Si ça c’est pas faire de la merde? C’est qu’elle a le négoce dans le sang.

Débriefing. Bon, t’as un peu merdé sur l’offre en faisant une proposition plus haute que le max qu’on avait fixé. C’est rarement payant comme stratégie vu qu’on a moins cher près de l’hôtel. « Ouais, j’ai un peu merdé. » T’as pas acheté c’est pas très grave, mais faut que la prochaine tu démarres beaucoup plus bas, et surtout que tu n’acceptes pas au-delà de 300, c’est ce qu’on a vu à Dongsi, okay ? « Je vais essayer. » T’es pas obligée d’acheter aujourd’hui, rappelle-toi, pas plus de 300. « Je vais essayer. »

Deuxième boutique, je sens qu’elle patauge, qu’elle est de moins en moins à l’aise. Pourtant, elle se démerde super bien et ne lâche pas. Ça commence à faire des palabres et la négociation s’éternise. Cette valise, non, plutôt celle-là. Attention elle est plus chère, non attends, je préfère la première. L’autre lui conte toute une histoire à faire pleurer dans les chaumières, elle veut l’avoir à l’usure, elle joue sur la corde sensible. J’interviens, ces deux valises, là, elles sont pareilles, elles s’achètent à 300 avec le sentiment de se faire quand même un peu enfler, alors si le prix ne convient pas, c’est pas grave, on en trouvera bien d’autres ailleurs. La vendeuse finit par accepter, ok pour 300.
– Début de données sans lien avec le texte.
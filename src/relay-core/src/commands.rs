//! Chat commands intercepted before the executor.

/// How a platform spells its commands.
#[derive(Debug, Clone, Copy, PartialEq, Eq, Default)]
pub enum CommandStyle {
    /// Only `/reset`, `/status`, `/start` (Telegram).
    #[default]
    SlashOnly,
    /// Slash forms plus bare `reset`, `status`, `start` (Slack, where the
    /// slash would otherwise open the client's own command picker).
    SlashOrBare,
}

/// A recognized command.
#[derive(Debug, Clone, Copy, PartialEq, Eq)]
pub enum Command {
    /// Clear the session.
    Reset,
    /// Report the session.
    Status,
    /// Clear the session and run the daily briefing.
    Start,
}

impl Command {
    /// Resolve `text` to a command. Matching is exact and case-sensitive.
    pub fn parse(text: &str, style: CommandStyle) -> Option<Self> {
        let name = match text.strip_prefix('/') {
            Some(name) => name,
            None if style == CommandStyle::SlashOrBare => text,
            None => return None,
        };

        match name {
            "reset" => Some(Command::Reset),
            "status" => Some(Command::Status),
            "start" => Some(Command::Start),
            _ => None,
        }
    }
}
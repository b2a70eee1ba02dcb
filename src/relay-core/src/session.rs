//! Conversation continuity.

/// The backend session an adapter is currently continuing.
///
/// Lives only in memory; a restart always begins a fresh conversation.
#[derive(Debug, Clone, Default, PartialEq, Eq)]
pub struct Session {
    id: Option<String>,
}

impl Session {
    /// Create an empty session.
    pub fn new() -> Self {
        Self::default()
    }

    /// Current session id, if a conversation is active.
    pub fn id(&self) -> Option<&str> {
        self.id.as_deref()
    }

    /// Check whether a conversation is active.
    pub fn is_active(&self) -> bool {
        self.id.is_some()
    }

    /// Forget the current conversation.
    pub fn reset(&mut self) {
        self.id = None;
    }

    /// Record the id returned by the backend.
    ///
    /// `None` and empty ids leave the current session in place.
    pub fn advance(&mut self, id: Option<String>) {
        if let Some(id) = id.filter(|id| !id.is_empty()) {
            self.id = Some(id);
        }
    }
}

#[cfg(test)]
mod tests {
    use super::*;

    #[test]
    fn test_session_lifecycle() {
        let mut session = Session::new();
        assert!(!session.is_active());

        session.advance(Some("abc".to_string()));
        assert_eq!(session.id(), Some("abc"));

        session.advance(None);
        assert_eq!(session.id(), Some("abc"));

        session.advance(Some(String::new()));
        assert_eq!(session.id(), Some("abc"));

        session.advance(Some("def".to_string()));
        assert_eq!(session.id(), Some("def"));

        session.reset();
        assert_eq!(session.id(), None);
    }
}
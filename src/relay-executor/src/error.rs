//! Error types for CLI invocations.

use thiserror::Error;

/// Errors raised while running an AI CLI subprocess.
#[derive(Error, Debug)]
pub enum ExecutorError {
    /// The program could not be started (not found, not executable, bad cwd).
    #[error("failed to launch {program}: {source}")]
    Launch {
        /// Program that was being started.
        program: String,
        /// Underlying I/O error.
        #[source]
        source: std::io::Error,
    },

    /// The program ran but exited unsuccessfully.
    #[error("{program} exited with {}", exit_description(.code))]
    Exited {
        /// Program that exited.
        program: String,
        /// Exit code, `None` when killed by a signal.
        code: Option<i32>,
        /// Combined, trimmed stdout and stderr.
        output: String,
    },
}

fn exit_description(code: &Option<i32>) -> String {
    match code {
        Some(code) => format!("exit status {}", code),
        None => "no exit status (terminated by signal)".to_string(),
    }
}

impl ExecutorError {
    /// Text shown to the chat user for this failure.
    ///
    /// Captured output wins over the error description, since that is where
    /// the CLI explains what went wrong.
    pub fn user_detail(&self) -> String {
        match self {
            ExecutorError::Exited { output, .. } if !output.is_empty() => output.clone(),
            other => other.to_string(),
        }
    }
}

/// Result type for executor operations.
pub type ExecutorResult<T> = std::result::Result<T, ExecutorError>;
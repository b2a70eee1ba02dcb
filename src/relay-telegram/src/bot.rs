//! Long-polling adapter loop.
//!
//! # Example
//!
//! ```rust,ignore
//! use relay_telegram::{TelegramBot, TelegramConfig};
//!
//! let bot = TelegramBot::new(TelegramConfig::new(token, allowed_user_id), executor)?;
//! bot.run(shutdown_tx.subscribe()).await?;
//! ```

use std::sync::Arc;

use relay_core::{CommandStyle, Router, Session};
use relay_executor::Executor;
use tokio::sync::broadcast;
use tracing::{debug, error, info, warn};

use crate::api::TelegramClient;
use crate::config::TelegramConfig;
use crate::error::TelegramResult;

/// Telegram side of the relay.
pub struct TelegramBot {
    config: TelegramConfig,
    router: Router<TelegramClient>,
}

impl TelegramBot {
    /// Create a bot that forwards the allowed user's messages to `executor`.
    pub fn new(config: TelegramConfig, executor: Arc<dyn Executor>) -> TelegramResult<Self> {
        let client = TelegramClient::new(&config)?;
        let router = Router::new(
            client,
            executor,
            config.allowed_user_id().to_string(),
            CommandStyle::SlashOnly,
        );

        Ok(Self { config, router })
    }

    /// Poll for messages until `shutdown` fires.
    ///
    /// Fails when the token is rejected, at startup or later. Other poll
    /// errors are retried after the configured delay.
    pub async fn run(&self, mut shutdown: broadcast::Receiver<()>) -> TelegramResult<()> {
        let client = self.router.transport();

        let me = client.get_me().await?;
        info!(
            "[Telegram] Authorized on account {} (using {})",
            me.display_name(),
            self.router.executor().name()
        );
        info!("[Telegram] Bot is running and listening for messages...");

        let mut session = Session::new();
        let mut offset: Option<i64> = None;

        loop {
            let polled = tokio::select! {
                _ = shutdown.recv() => {
                    info!("[Telegram] Received shutdown signal");
                    return Ok(());
                }
                polled = client.get_updates(offset) => polled,
            };

            match polled {
                Ok(updates) => {
                    for update in updates {
                        offset = Some(update.update_id + 1);

                        let Some(message) = update.message else {
                            debug!(
                                "[Telegram] Skipping update {} without a message",
                                update.update_id
                            );
                            continue;
                        };

                        let disposition =
                            self.router.handle(&mut session, message.to_inbound()).await;
                        debug!(
                            "[Telegram] Update {} handled: {:?}",
                            update.update_id, disposition
                        );
                    }
                }
                Err(e) if e.is_fatal() => {
                    error!("[Telegram] Stopping: {}", e);
                    return Err(e);
                }
                Err(e) => {
                    warn!(
                        "[Telegram] Failed to get updates: {}. Retrying in {:?}",
                        e,
                        self.config.retry_delay()
                    );
                    tokio::select! {
                        _ = shutdown.recv() => {
                            info!("[Telegram] Received shutdown signal");
                            return Ok(());
                        }
                        _ = tokio::time::sleep(self.config.retry_delay()) => {}
                    }
                }
            }
        }
    }
}
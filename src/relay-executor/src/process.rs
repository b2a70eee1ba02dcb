//! Subprocess invocation.

use std::path::Path;
use std::process::Stdio;

use tokio::process::Command;
use tracing::debug;

use crate::error::{ExecutorError, ExecutorResult};

/// One CLI call: program, arguments, working directory, and at most one
/// injected environment variable.
pub(crate) struct CliInvocation<'a> {
    pub program: &'a str,
    pub args: Vec<String>,
    pub cwd: &'a Path,
    pub env: Option<(&'static str, &'a str)>,
}

/// Run the invocation to completion and return its combined output.
///
/// Stdin is closed. Stdout comes first, stderr after it; the result is
/// trimmed. No timeout is applied.
pub(crate) async fn run_cli(invocation: CliInvocation<'_>) -> ExecutorResult<String> {
    let mut cmd = Command::new(invocation.program);
    cmd.args(&invocation.args)
        .current_dir(invocation.cwd)
        .stdin(Stdio::null())
        .stdout(Stdio::piped())
        .stderr(Stdio::piped())
        .kill_on_drop(true);

    if let Some((key, value)) = invocation.env {
        cmd.env(key, value);
    }

    debug!(
        "Running {} in {} ({} args)",
        invocation.program,
        invocation.cwd.display(),
        invocation.args.len()
    );

    let output = cmd.output().await.map_err(|source| ExecutorError::Launch {
        program: invocation.program.to_string(),
        source,
    })?;

    let combined = combine_output(&output.stdout, &output.stderr);

    if !output.status.success() {
        return Err(ExecutorError::Exited {
            program: invocation.program.to_string(),
            code: output.status.code(),
            output: combined,
        });
    }

    debug!("{} finished ({} bytes of output)", invocation.program, combined.len());
    Ok(combined)
}

fn combine_output(stdout: &[u8], stderr: &[u8]) -> String {
    let mut combined = String::from_utf8_lossy(stdout).into_owned();
    combined.push_str(&String::from_utf8_lossy(stderr));
    combined.trim().to_string()
}

#[cfg(all(test, unix))]
pub(crate) mod test_support {
    use std::os::unix::fs::PermissionsExt;
    use std::path::{Path, PathBuf};

    /// Write an executable `sh` script into `dir` and return its path.
    ///
    /// Callers run under `#[serial]` so no other test forks while the file
    /// is open for writing (which would make exec fail with ETXTBSY).
    pub(crate) fn write_script(dir: &Path, name: &str, body: &str) -> PathBuf {
        let path = dir.join(name);
        std::fs::write(&path, format!("#!/bin/sh\n{}\n", body)).unwrap();
        std::fs::set_permissions(&path, std::fs::Permissions::from_mode(0o755)).unwrap();
        path
    }
}
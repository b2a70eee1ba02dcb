//! The executor contract and backend selection.

use std::str::FromStr;
use std::sync::Arc;

use async_trait::async_trait;

use crate::claude::ClaudeExecutor;
use crate::config::ExecutorConfig;
use crate::gemini::GeminiExecutor;

/// Response used when a backend finished without printing anything useful.
pub const DONE_MARKER: &str = "✅ Done (no output)";

/// Prompt sent by the `/start` command.
pub const START_PROMPT: &str = "Read the AGENT.md file to understand your role and the project context.

Then, help me start my day by:
1. Reviewing any tasks or to-do items in the vault
2. Checking for recent notes or updates
3. Suggesting what I should focus on today

Provide a concise daily briefing.";

/// Format a failure for display in chat.
pub fn error_response(detail: &str) -> String {
    format!("❌ Error:\n{}", detail)
}

/// Outcome of one CLI invocation.
#[derive(Debug, Clone, PartialEq, Eq)]
pub struct Execution {
    /// Text to send back to the user.
    pub response: String,
    /// Session id reported by the backend. `None` means "keep the current one".
    pub session_id: Option<String>,
}

impl Execution {
    /// Create an execution result. An empty session id is treated as absent.
    pub fn new(response: impl Into<String>, session_id: Option<String>) -> Self {
        Self {
            response: response.into(),
            session_id: session_id.filter(|id| !id.is_empty()),
        }
    }

    /// A failed invocation: error-formatted response, no session id.
    pub fn failed(detail: &str) -> Self {
        Self {
            response: error_response(detail),
            session_id: None,
        }
    }
}

/// An AI command-line backend.
///
/// Implementations must be cheap to share between chat adapters; they hold
/// only immutable configuration.
#[async_trait]
pub trait Executor: Send + Sync {
    /// Run the backend with `prompt`, resuming `session_id` when given.
    ///
    /// Never fails: problems are reported through [`Execution::response`].
    async fn execute(&self, prompt: &str, session_id: Option<&str>) -> Execution;

    /// Prompt used by the `/start` command.
    fn start_prompt(&self) -> &str {
        START_PROMPT
    }

    /// Display name, used in logs.
    fn name(&self) -> &str;
}

/// Available executor backends.
#[derive(Debug, Clone, Copy, PartialEq, Eq, Default)]
pub enum ExecutorKind {
    /// Claude CLI.
    #[default]
    Claude,
    /// Gemini CLI.
    Gemini,
}

impl ExecutorKind {
    /// Lowercase identifier, as accepted by [`FromStr`].
    pub fn as_str(&self) -> &'static str {
        match self {
            ExecutorKind::Claude => "claude",
            ExecutorKind::Gemini => "gemini",
        }
    }
}

impl std::fmt::Display for ExecutorKind {
    fn fmt(&self, f: &mut std::fmt::Formatter<'_>) -> std::fmt::Result {
        f.write_str(self.as_str())
    }
}

impl FromStr for ExecutorKind {
    type Err = String;

    fn from_str(s: &str) -> Result<Self, Self::Err> {
        match s.trim().to_lowercase().as_str() {
            "claude" => Ok(ExecutorKind::Claude),
            "gemini" => Ok(ExecutorKind::Gemini),
            other => Err(format!("unknown executor: {}", other)),
        }
    }
}

/// Construct the executor for `kind`.
pub fn build_executor(kind: ExecutorKind, config: ExecutorConfig) -> Arc<dyn Executor> {
    match kind {
        ExecutorKind::Claude => Arc::new(ClaudeExecutor::new(config)),
        ExecutorKind::Gemini => Arc::new(GeminiExecutor::new(config)),
    }
}

#[cfg(test)]
mod tests {
    use super::*;

    #[test]
    fn test_execution_normalizes_empty_session() {
        let execution = Execution::new("hi", Some(String::new()));
        assert_eq!(execution.session_id, None);

        let execution = Execution::new("hi", Some("abc".to_string()));
        assert_eq!(execution.session_id.as_deref(), Some("abc"));
    }

    #[test]
    fn test_execution_failed() {
        let execution = Execution::failed("boom");
        assert_eq!(execution.response, "❌ Error:\nboom");
        assert!(execution.session_id.is_none());
    }

    #[test]
    fn test_executor_kind_from_str() {
        assert_eq!("claude".parse::<ExecutorKind>(), Ok(ExecutorKind::Claude));
        assert_eq!("Gemini".parse::<ExecutorKind>(), Ok(ExecutorKind::Gemini));
        assert_eq!(" GEMINI ".parse::<ExecutorKind>(), Ok(ExecutorKind::Gemini));
        assert!("codex".parse::<ExecutorKind>().is_err());
        assert_eq!(ExecutorKind::default(), ExecutorKind::Claude);
    }

    #[test]
    fn test_build_executor_names() {
        let config = ExecutorConfig::new("key", "/vault", "model");
        assert_eq!(
            build_executor(ExecutorKind::Claude, config.clone()).name(),
            "Claude"
        );
        assert_eq!(build_executor(ExecutorKind::Gemini, config).name(), "Gemini");
    }

    #[test]
    fn test_start_prompt_mentions_agent_file() {
        let executor = build_executor(
            ExecutorKind::Claude,
            ExecutorConfig::new("key", "/vault", "model"),
        );
        assert!(executor.start_prompt().contains("AGENT.md"));
    }
}
//! The seam between the router and a chat platform.

use async_trait::async_trait;
use thiserror::Error;

/// Errors raised by a [`ChatTransport`].
#[derive(Error, Debug)]
pub enum TransportError {
    /// The platform answered but refused the request.
    #[error("platform rejected request: {0}")]
    Rejected(String),

    /// The request never got an answer.
    #[error("network error: {0}")]
    Network(String),

    /// The answer could not be understood.
    #[error("invalid response payload: {0}")]
    Payload(String),
}

/// Result type for transport operations.
pub type TransportResult<T> = std::result::Result<T, TransportError>;

/// How outbound text should be rendered.
#[derive(Debug, Clone, Copy, PartialEq, Eq)]
pub enum TextFormat {
    /// Platform markup (Telegram Markdown, Slack mrkdwn).
    Markup,
    /// Literal text.
    Plain,
}

/// A platform event normalized for the router.
#[derive(Debug, Clone, PartialEq, Eq)]
pub struct InboundMessage {
    /// Platform user id of the author.
    pub sender: String,
    /// Chat or channel the reply goes to.
    pub conversation: String,
    /// Message text.
    pub text: String,
}

impl InboundMessage {
    /// Create a new inbound message.
    pub fn new(
        sender: impl Into<String>,
        conversation: impl Into<String>,
        text: impl Into<String>,
    ) -> Self {
        Self {
            sender: sender.into(),
            conversation: conversation.into(),
            text: text.into(),
        }
    }
}

/// Outbound side of a chat platform.
#[async_trait]
pub trait ChatTransport: Send + Sync {
    /// Send `text` to `conversation`.
    ///
    /// Returns a reference to the posted message when the platform provides
    /// one; it can later be passed to [`ChatTransport::delete`].
    async fn send(
        &self,
        conversation: &str,
        text: &str,
        format: TextFormat,
    ) -> TransportResult<Option<String>>;

    /// Delete a previously sent message.
    async fn delete(&self, conversation: &str, message_ref: &str) -> TransportResult<()>;

    /// Largest chunk, in bytes, the platform accepts in one message.
    fn max_message_len(&self) -> usize;

    /// Platform name, used in logs.
    fn name(&self) -> &str;
}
20 ! Mon aventurière relance de 20. 320 !

Je la regarde. Elle me regarde. Drop the mic. La fine négociatrice du Pearl Market a encore frappé. Fin du game.

pearl market beijing

Comment s’y rendre.

En prenant la ligne 5 du métro jusqu’à la station Tiantandongmen, qui jouxte la porte est du parc du Temple du Ciel : porte est exit B. Remontez vers le nord quelques centaines de mètres, l’immeuble de l’autre côté de la route est immanquable, Hongqiao Pearl Market y est écrit en grand dessus. Au No. 9 Tiantan Road, Dongcheng District, Beijing 100062.

Ce qu’on y trouve.

  • Au sous-sol: de la poiscaille et tout ce qui vit normalement avec de la flotte au-dessus de la tête.
  • Premier: des goodies, l’électronique et les montres.
  • Second: le textile, la soie, les valises et la maroquinerie essentiellement.
  • Troisième: de tout. Artisanat, goodies, perles (les plus abordables), jeux. Il faut fouiller et avoir l’œil alerte.
  • Au-dessus (4et5): les perles et les bijoux, dont les plus chers sont au dernier. Transition idéale pour vous rappeler que c’est là que se trouve l’accès au toit-terrasse (suivre « rooftop ») offrant une vue imprenable sur le parc du Temple du Ciel.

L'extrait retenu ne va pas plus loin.